What where you doing at the age of 19? Smoking pot? Snorting weed? Dancing to Metallica? While I don’t know what you were doing at that age, I do know what you weren’t doing — snapping awesome photos of our planet from outer-space using something you built buying parts off eBay. Adam Cudworth, on the other hand, is a different story.
Adam Cudworth, a nineteen year old engineering student at Nottingham University, built a homemade spacecraft consisting of a Canon A570 digital camera put in an insulated box containing a GPS chip, radio transmitter, and a self-programmed microprocessor. Cudworth then attached his contraption, dubbed HABE (High Altitude Balloon Experiments), to an air balloon and launched HABE into space where it captured NASA-quality photos of Earth from a height of 110,210 ft (roughly 20 miles above ground). Once HABE landed back on Earth (after the balloon burst in space), Cudworth was able to retrieve the photos by locating HABE using the GPS chip and radio transmitter he included.
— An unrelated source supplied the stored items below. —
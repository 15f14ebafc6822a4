//! Single-file conversion: staleness check, mesh, assemble, atomic write, timestamp copy.

use std::fs::{self, File};
use std::io::{self, BufWriter, Write};
use std::path::{Path, PathBuf};

use filetime::FileTime;
use tempfile::NamedTempFile;
use voxdae_collada::{Asset, assemble_scene, write_document};
use voxdae_mesh::build_model_mesh;
use voxdae_model::VoxelModel;

use crate::config::ConvertConfig;
use crate::error::ConvertError;

/// Modification times closer than this are treated as equal.
pub const MTIME_TOLERANCE_SECS: f64 = 0.01;

#[derive(Copy, Clone, Debug, PartialEq, Eq)]
pub enum Outcome {
    Converted,
    Skipped,
}

pub struct Converter {
    pub cfg: ConvertConfig,
    pub out_dir: PathBuf,
    pub meta_dir: Option<PathBuf>,
    pub force: bool,
}

fn stem(path: &Path) -> String {
    path.file_stem()
        .unwrap_or_default()
        .to_string_lossy()
        .into_owned()
}

fn basename(path: &Path) -> String {
    path.file_name()
        .unwrap_or_default()
        .to_string_lossy()
        .into_owned()
}

fn mtime_secs(meta: &fs::Metadata) -> f64 {
    let t = FileTime::from_last_modification_time(meta);
    t.unix_seconds() as f64 + f64::from(t.nanoseconds()) * 1e-9
}

/// True when `dst` is missing or its mtime differs from `src` by more than the tolerance.
pub fn is_file_changed(src: &Path, dst: &Path) -> io::Result<bool> {
    // An unreadable target counts as stale; the write reports the real problem.
    let dst_meta = match fs::metadata(dst) {
        Ok(m) if m.is_file() => m,
        _ => return Ok(true),
    };
    let src_meta = fs::metadata(src)?;
    Ok((mtime_secs(&src_meta) - mtime_secs(&dst_meta)).abs() > MTIME_TOLERANCE_SECS)
}

/// Copies access and modification times from `src` onto `dst`.
pub fn copy_times(src: &Path, dst: &Path) -> io::Result<()> {
    let meta = fs::metadata(src)?;
    let atime = FileTime::from_last_access_time(&meta);
    let mtime = FileTime::from_last_modification_time(&meta);
    filetime::set_file_times(dst, atime, mtime)
}

/// Writes through a temp file in the target's directory, then renames it over `dst`.
pub fn write_atomic<F>(dst: &Path, fill: F) -> io::Result<()>
where
    F: FnOnce(&mut BufWriter<&File>) -> io::Result<()>,
{
    let dir = match dst.parent() {
        Some(p) if !p.as_os_str().is_empty() => p,
        _ => Path::new("."),
    };
    fs::create_dir_all(dir)?;
    let tmp = NamedTempFile::new_in(dir)?;
    {
        let mut w = BufWriter::new(tmp.as_file());
        fill(&mut w)?;
        w.flush()?;
    }
    tmp.as_file().sync_all()?;
    tmp.persist(dst).map_err(|e| e.error)?;
    Ok(())
}

impl Converter {
    pub fn new(cfg: ConvertConfig, out_dir: impl Into<PathBuf>) -> Self {
        Self {
            cfg,
            out_dir: out_dir.into(),
            meta_dir: None,
            force: false,
        }
    }

    pub fn output_path(&self, input: &Path) -> PathBuf {
        self.out_dir
            .join(format!("{}.{}", stem(input), self.cfg.output_extension))
    }

    pub fn meta_path(&self, input: &Path) -> Option<PathBuf> {
        self.meta_dir
            .as_ref()
            .map(|d| d.join(format!("{}.{}", stem(input), self.cfg.meta_extension)))
    }

    pub fn convert(&self, input: &Path) -> Result<Outcome, ConvertError> {
        let out = self.output_path(input);
        if !self.force {
            let changed = is_file_changed(input, &out).map_err(|e| ConvertError::read(input, e))?;
            if !changed {
                log::info!("Skipping {}", basename(input));
                return Ok(Outcome::Skipped);
            }
        }

        let bytes = fs::read(input).map_err(|e| ConvertError::read(input, e))?;
        let model = VoxelModel::from_vxi_bytes(&bytes).map_err(|source| ConvertError::Parse {
            path: input.to_path_buf(),
            source,
        })?;
        let mesh = build_model_mesh(&model, &self.cfg.mesh_params());
        let doc = assemble_scene(
            &stem(input),
            &mesh,
            &model.points,
            self.cfg.layout,
            Asset::now(),
        );

        write_atomic(&out, |w| write_document(&doc, w)).map_err(|e| ConvertError::write(&out, e))?;
        copy_times(input, &out).map_err(|e| ConvertError::write(&out, e))?;

        if let Some(meta) = self.meta_path(input) {
            copy_meta(input, &meta)?;
        }

        log::info!("Converted {}", basename(input));
        log::debug!(
            "{}: {} voxels, {} materials, {} anchors -> {}",
            basename(input),
            model.len(),
            mesh.sets().len(),
            model.points.len(),
            out.display()
        );
        Ok(Outcome::Converted)
    }
}

/// Copies the raw input next to the other metadata files, keeping its timestamps.
pub fn copy_meta(src: &Path, dst: &Path) -> Result<(), ConvertError> {
    if let Some(dir) = dst.parent() {
        fs::create_dir_all(dir).map_err(|e| ConvertError::write(dst, e))?;
    }
    fs::copy(src, dst).map_err(|e| ConvertError::write(dst, e))?;
    copy_times(src, dst).map_err(|e| ConvertError::write(dst, e))
}

#[cfg(test)]
mod tests {
    use super::*;
    use voxdae_geom::GridPos;
    use voxdae_model::{AnchorPoint, Rgb};

    fn red_voxel() -> VoxelModel {
        let mut m = VoxelModel::new();
        m.palette.set(0, Rgb::new(255, 0, 0));
        m.set(GridPos::ORIGIN, 0);
        m
    }

    fn write_input(dir: &Path, name: &str, model: &VoxelModel) -> PathBuf {
        let path = dir.join(name);
        fs::write(&path, model.to_vxi_bytes().unwrap()).unwrap();
        filetime::set_file_mtime(&path, FileTime::from_unix_time(1_600_000_000, 0)).unwrap();
        path
    }

    #[test]
    fn single_red_voxel_end_to_end() {
        let dir = tempfile::tempdir().unwrap();
        let input = write_input(dir.path(), "red.vxi", &red_voxel());
        let out_dir = dir.path().join("out");
        let conv = Converter::new(ConvertConfig::default(), &out_dir);

        assert_eq!(conv.convert(&input).unwrap(), Outcome::Converted);
        let out = out_dir.join("red.dae");
        let xml = fs::read_to_string(&out).unwrap();
        assert!(xml.contains("<triangles count=\"12\" material=\"material0\">"));
        assert!(xml.contains("<float_array id=\"vertices-array\" count=\"72\">"));
        assert!(xml.contains("<float_array id=\"normals-array\" count=\"18\">"));
        assert_eq!(xml.matches("<material id=").count(), 1);
        assert_eq!(xml.matches("<node ").count(), 1);

        let src_m = fs::metadata(&input).unwrap();
        let out_m = fs::metadata(&out).unwrap();
        assert_eq!(
            FileTime::from_last_modification_time(&src_m),
            FileTime::from_last_modification_time(&out_m)
        );
    }

    #[test]
    fn second_run_without_force_does_not_write() {
        let dir = tempfile::tempdir().unwrap();
        let input = write_input(dir.path(), "red.vxi", &red_voxel());
        let mut conv = Converter::new(ConvertConfig::default(), dir.path().join("out"));
        assert_eq!(conv.convert(&input).unwrap(), Outcome::Converted);

        let out = conv.output_path(&input);
        fs::write(&out, "sentinel").unwrap();
        copy_times(&input, &out).unwrap();
        assert_eq!(conv.convert(&input).unwrap(), Outcome::Skipped);
        assert_eq!(fs::read_to_string(&out).unwrap(), "sentinel");

        conv.force = true;
        assert_eq!(conv.convert(&input).unwrap(), Outcome::Converted);
        assert!(fs::read_to_string(&out).unwrap().starts_with("<?xml"));
    }

    #[test]
    fn touched_input_is_reconverted() {
        let dir = tempfile::tempdir().unwrap();
        let input = write_input(dir.path(), "red.vxi", &red_voxel());
        let conv = Converter::new(ConvertConfig::default(), dir.path());
        conv.convert(&input).unwrap();
        filetime::set_file_mtime(&input, FileTime::from_unix_time(1_600_000_010, 0)).unwrap();
        assert_eq!(conv.convert(&input).unwrap(), Outcome::Converted);
    }

    #[test]
    fn mtime_tolerance() {
        let dir = tempfile::tempdir().unwrap();
        let a = dir.path().join("a");
        let b = dir.path().join("b");
        fs::write(&a, b"a").unwrap();
        fs::write(&b, b"b").unwrap();
        filetime::set_file_mtime(&a, FileTime::from_unix_time(100, 0)).unwrap();
        filetime::set_file_mtime(&b, FileTime::from_unix_time(100, 5_000_000)).unwrap();
        assert!(!is_file_changed(&a, &b).unwrap());
        filetime::set_file_mtime(&b, FileTime::from_unix_time(100, 50_000_000)).unwrap();
        assert!(is_file_changed(&a, &b).unwrap());
        assert!(is_file_changed(&a, &dir.path().join("missing")).unwrap());
    }

    #[test]
    fn meta_copy_keeps_bytes_and_times() {
        let dir = tempfile::tempdir().unwrap();
        let mut model = red_voxel();
        model.points.push(AnchorPoint::new("hand", GridPos::new(1, 2, 3)));
        let input = write_input(dir.path(), "guy.vxi", &model);
        let mut conv = Converter::new(ConvertConfig::default(), dir.path().join("out"));
        conv.meta_dir = Some(dir.path().join("meta"));
        conv.convert(&input).unwrap();

        let meta = dir.path().join("meta").join("guy.bytes");
        assert_eq!(fs::read(&meta).unwrap(), fs::read(&input).unwrap());
        assert!(!is_file_changed(&input, &meta).unwrap());
        let xml = fs::read_to_string(dir.path().join("out").join("guy.dae")).unwrap();
        assert!(xml.contains("<translate>-1 3 2</translate>"));
    }

    #[test]
    fn garbage_input_is_a_parse_error() {
        let dir = tempfile::tempdir().unwrap();
        let input = dir.path().join("bad.vxi");
        fs::write(&input, [1u8, 2, 3]).unwrap();
        let conv = Converter::new(ConvertConfig::default(), dir.path().join("out"));
        match conv.convert(&input) {
            Err(ConvertError::Parse { path, .. }) => assert_eq!(path, input),
            other => panic!("unexpected {other:?}"),
        }
        assert!(!conv.output_path(&input).exists());
    }

    #[test]
    fn unwritable_output_dir_is_a_write_error() {
        let dir = tempfile::tempdir().unwrap();
        let input = write_input(dir.path(), "red.vxi", &red_voxel());
        let blocker = dir.path().join("out");
        fs::write(&blocker, "not a directory").unwrap();
        let conv = Converter::new(ConvertConfig::default(), &blocker);
        match conv.convert(&input) {
            Err(ConvertError::Write { path, .. }) => assert_eq!(path, conv.output_path(&input)),
            other => panic!("unexpected {other:?}"),
        }
        assert_eq!(fs::read_to_string(&blocker).unwrap(), "not a directory");
    }

    #[test]
    fn unmirrorable_offset_fails_to_parse() {
        let dir = tempfile::tempdir().unwrap();
        let input = dir.path().join("far.vxi");
        let mut bytes = red_voxel().to_vxi_bytes().unwrap();
        bytes[12..16].copy_from_slice(&i32::MIN.to_le_bytes());
        fs::write(&input, bytes).unwrap();
        let conv = Converter::new(ConvertConfig::default(), dir.path().join("out"));
        assert!(matches!(
            conv.convert(&input),
            Err(ConvertError::Parse {
                source: voxdae_model::VxiError::CoordinateOutOfRange(_),
                ..
            })
        ));
        assert!(!conv.output_path(&input).exists());
    }
}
The following are the out of this world photos (literally) Cudworth snapped:
Stunning. Absolutely stunning. HABE was also able to capture some photos of Earth landscape while it was ascending to space, which you can view on Cudworth’s Flickr page.
The best part? It cost Cudworth roughly $600 (£200) in parts, some of which he bought off eBay such as the camera, to build his HABE contraption. Of course it isn’t fair to compare Cudworth’s experiment to the millions upon millions of dollars NASA spends on space research simply because of the vast differences in complexity; however, if a nineteen year old university student can snap awesome photos of Earth on less than $1,000, you may be asking yourself where are your tax dollars going.
Despite the relatively low cost of Cudworth’s project, don’t let yourself think it was an easy task that anyone can do over a weekend. Cudworth spent roughly 40 hours of his free time building HABE and had two failed attempts prior to this successful one. On the other hand, it should be mentioned Cudworth claims to be no genius nor does he have any experience in physics outside of a high school physics class so it is possible that you may be able to create your own HABE and follow in Cudworth’s footsteps; after all, Cudworth himself was inspired by someone else:
I saw a guy who did a similar thing a couple of years back and I just wanted to recreate them – but better.
Cudworth’s next project? Trying to control where HABE lands upon descent back to Earth. Best of lucky, buddy.